§ Material to process
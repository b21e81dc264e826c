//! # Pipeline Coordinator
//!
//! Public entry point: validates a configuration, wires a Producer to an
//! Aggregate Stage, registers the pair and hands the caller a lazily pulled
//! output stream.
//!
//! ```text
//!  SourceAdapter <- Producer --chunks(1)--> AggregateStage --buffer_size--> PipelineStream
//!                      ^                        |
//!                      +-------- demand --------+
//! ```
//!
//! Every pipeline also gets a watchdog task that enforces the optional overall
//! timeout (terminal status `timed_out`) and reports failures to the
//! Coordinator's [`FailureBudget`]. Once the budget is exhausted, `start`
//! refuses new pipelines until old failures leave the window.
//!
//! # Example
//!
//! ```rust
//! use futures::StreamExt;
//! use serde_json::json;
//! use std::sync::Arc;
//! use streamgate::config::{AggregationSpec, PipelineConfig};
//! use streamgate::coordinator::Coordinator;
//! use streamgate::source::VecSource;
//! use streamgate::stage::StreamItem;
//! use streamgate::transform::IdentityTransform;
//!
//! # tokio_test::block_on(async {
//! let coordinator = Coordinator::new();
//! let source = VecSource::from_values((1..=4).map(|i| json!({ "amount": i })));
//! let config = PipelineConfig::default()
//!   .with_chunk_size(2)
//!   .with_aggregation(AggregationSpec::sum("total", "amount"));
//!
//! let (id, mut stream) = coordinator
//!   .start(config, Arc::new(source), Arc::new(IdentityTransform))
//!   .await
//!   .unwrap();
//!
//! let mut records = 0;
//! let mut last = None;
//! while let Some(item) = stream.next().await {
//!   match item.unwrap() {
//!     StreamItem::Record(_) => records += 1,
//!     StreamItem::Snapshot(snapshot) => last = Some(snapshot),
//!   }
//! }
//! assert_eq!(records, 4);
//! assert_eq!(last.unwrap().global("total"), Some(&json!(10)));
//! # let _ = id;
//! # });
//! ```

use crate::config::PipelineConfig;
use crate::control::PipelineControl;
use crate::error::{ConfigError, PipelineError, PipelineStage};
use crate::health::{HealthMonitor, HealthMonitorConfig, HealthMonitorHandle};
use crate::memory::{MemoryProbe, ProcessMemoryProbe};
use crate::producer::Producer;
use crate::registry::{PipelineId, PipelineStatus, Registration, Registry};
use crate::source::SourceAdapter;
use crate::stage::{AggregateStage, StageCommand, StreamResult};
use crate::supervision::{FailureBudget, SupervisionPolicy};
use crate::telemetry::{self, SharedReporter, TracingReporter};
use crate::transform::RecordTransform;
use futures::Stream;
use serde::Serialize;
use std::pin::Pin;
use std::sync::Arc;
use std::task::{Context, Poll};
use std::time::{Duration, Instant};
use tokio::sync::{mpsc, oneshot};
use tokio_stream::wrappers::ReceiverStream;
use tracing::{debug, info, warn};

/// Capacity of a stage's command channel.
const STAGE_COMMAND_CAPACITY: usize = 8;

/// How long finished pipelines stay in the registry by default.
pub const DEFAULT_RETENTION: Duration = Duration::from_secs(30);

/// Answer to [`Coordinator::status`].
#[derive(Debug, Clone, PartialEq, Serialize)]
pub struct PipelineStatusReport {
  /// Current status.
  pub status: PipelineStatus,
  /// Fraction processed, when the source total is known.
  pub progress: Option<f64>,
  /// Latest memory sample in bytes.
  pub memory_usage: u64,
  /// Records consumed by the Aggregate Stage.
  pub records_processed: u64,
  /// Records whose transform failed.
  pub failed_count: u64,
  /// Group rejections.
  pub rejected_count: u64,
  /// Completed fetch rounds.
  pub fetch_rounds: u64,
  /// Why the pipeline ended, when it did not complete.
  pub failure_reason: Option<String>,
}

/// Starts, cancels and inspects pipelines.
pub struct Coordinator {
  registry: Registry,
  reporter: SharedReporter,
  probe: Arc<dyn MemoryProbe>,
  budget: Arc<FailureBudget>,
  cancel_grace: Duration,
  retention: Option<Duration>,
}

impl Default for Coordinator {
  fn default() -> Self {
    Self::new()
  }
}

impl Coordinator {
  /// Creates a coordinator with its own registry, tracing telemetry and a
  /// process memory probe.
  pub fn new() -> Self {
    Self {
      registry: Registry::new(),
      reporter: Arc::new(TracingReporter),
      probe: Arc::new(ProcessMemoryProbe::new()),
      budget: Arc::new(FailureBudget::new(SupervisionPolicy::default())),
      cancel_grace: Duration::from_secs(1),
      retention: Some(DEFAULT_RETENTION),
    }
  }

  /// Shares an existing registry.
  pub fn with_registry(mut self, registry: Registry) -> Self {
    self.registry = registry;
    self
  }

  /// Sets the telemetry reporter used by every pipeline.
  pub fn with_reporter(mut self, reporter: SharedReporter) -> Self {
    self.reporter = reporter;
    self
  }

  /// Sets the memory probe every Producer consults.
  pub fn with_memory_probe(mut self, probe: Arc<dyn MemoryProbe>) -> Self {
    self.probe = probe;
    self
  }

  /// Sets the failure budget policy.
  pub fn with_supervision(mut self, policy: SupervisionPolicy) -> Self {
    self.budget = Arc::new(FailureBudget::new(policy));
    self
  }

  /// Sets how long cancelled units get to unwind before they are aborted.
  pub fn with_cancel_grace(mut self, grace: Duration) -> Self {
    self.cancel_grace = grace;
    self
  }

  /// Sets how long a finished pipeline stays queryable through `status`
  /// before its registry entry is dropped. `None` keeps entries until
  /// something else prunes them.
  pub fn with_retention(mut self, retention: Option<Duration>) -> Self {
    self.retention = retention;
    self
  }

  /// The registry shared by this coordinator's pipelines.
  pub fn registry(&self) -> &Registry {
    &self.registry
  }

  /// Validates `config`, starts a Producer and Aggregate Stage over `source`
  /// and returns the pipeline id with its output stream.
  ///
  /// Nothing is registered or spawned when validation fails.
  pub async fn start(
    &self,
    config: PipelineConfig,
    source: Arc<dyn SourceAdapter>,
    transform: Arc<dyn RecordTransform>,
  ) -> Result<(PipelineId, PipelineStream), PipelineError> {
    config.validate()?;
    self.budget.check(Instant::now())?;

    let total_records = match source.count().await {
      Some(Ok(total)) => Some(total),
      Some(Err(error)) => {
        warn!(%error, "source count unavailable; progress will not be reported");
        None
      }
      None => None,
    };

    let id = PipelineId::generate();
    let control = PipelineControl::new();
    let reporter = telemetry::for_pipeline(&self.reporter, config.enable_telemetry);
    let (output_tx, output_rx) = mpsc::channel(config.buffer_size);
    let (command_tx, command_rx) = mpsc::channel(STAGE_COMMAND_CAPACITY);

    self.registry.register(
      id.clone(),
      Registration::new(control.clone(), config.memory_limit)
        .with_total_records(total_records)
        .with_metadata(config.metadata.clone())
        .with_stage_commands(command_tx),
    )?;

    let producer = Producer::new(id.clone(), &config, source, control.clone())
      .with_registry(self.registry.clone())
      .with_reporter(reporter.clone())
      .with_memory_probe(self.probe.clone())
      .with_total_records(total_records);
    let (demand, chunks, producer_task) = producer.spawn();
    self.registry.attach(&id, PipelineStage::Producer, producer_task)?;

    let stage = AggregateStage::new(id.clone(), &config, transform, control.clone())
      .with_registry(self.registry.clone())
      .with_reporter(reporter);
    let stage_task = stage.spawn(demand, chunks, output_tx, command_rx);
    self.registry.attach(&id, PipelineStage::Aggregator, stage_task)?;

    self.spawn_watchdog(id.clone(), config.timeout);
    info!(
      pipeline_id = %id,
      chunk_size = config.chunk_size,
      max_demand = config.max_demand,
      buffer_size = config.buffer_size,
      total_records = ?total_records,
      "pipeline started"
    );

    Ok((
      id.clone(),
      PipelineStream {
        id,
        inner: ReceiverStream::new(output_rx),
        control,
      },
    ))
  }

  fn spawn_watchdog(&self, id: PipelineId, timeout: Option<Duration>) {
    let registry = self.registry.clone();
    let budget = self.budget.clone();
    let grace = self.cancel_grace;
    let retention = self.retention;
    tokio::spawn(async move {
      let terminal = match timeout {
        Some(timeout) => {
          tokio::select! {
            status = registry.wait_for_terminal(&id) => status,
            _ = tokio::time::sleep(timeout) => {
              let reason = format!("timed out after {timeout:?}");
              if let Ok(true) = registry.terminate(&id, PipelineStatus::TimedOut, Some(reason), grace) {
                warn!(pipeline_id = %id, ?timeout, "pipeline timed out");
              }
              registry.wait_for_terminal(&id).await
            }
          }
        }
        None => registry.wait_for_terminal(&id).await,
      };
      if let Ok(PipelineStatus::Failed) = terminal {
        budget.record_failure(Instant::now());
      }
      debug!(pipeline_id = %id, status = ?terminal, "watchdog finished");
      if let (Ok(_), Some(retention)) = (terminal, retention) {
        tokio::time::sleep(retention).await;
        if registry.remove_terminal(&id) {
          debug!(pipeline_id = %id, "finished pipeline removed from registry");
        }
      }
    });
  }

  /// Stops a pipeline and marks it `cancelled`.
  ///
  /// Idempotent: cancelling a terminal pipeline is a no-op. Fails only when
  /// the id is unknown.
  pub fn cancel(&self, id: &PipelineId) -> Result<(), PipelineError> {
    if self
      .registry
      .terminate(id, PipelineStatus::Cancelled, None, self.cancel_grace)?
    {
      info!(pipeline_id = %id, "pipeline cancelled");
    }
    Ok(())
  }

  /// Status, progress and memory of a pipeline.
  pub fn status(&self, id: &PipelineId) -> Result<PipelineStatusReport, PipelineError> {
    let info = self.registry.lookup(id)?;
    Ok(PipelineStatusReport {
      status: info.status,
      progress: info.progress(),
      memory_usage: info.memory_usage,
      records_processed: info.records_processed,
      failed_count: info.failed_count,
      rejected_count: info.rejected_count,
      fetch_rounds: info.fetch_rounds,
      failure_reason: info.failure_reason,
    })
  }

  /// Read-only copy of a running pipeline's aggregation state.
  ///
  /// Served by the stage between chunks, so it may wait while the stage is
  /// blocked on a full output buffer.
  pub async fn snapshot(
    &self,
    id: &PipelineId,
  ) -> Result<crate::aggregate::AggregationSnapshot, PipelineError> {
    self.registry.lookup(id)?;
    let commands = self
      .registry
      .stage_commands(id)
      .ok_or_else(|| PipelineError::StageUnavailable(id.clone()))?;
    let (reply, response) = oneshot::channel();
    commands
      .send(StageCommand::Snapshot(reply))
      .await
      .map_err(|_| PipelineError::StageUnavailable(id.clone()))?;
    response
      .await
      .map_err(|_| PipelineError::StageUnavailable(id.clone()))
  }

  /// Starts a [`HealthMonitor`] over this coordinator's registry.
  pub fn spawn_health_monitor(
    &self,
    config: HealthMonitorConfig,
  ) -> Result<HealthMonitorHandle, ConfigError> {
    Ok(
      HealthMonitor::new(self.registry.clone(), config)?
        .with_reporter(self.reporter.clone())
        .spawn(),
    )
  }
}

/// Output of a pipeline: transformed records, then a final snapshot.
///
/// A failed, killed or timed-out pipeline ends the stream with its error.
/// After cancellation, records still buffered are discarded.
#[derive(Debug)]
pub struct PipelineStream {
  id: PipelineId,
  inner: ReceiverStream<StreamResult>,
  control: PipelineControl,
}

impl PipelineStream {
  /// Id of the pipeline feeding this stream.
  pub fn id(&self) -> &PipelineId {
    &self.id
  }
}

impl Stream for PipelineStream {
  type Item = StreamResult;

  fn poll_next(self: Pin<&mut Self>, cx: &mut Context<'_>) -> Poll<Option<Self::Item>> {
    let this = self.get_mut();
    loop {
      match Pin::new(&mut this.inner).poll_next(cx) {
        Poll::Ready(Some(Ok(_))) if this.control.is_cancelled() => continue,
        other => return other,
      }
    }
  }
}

§ Work required
All lines of the data above that include the word "Sets" must be shown.

§ Result of the exercise
  /// Sets the telemetry reporter used by every pipeline.
  /// Sets the memory probe every Producer consults.
  /// Sets the failure budget policy.
  /// Sets how long cancelled units get to unwind before they are aborted.
  /// Sets how long a finished pipeline stays queryable through `status`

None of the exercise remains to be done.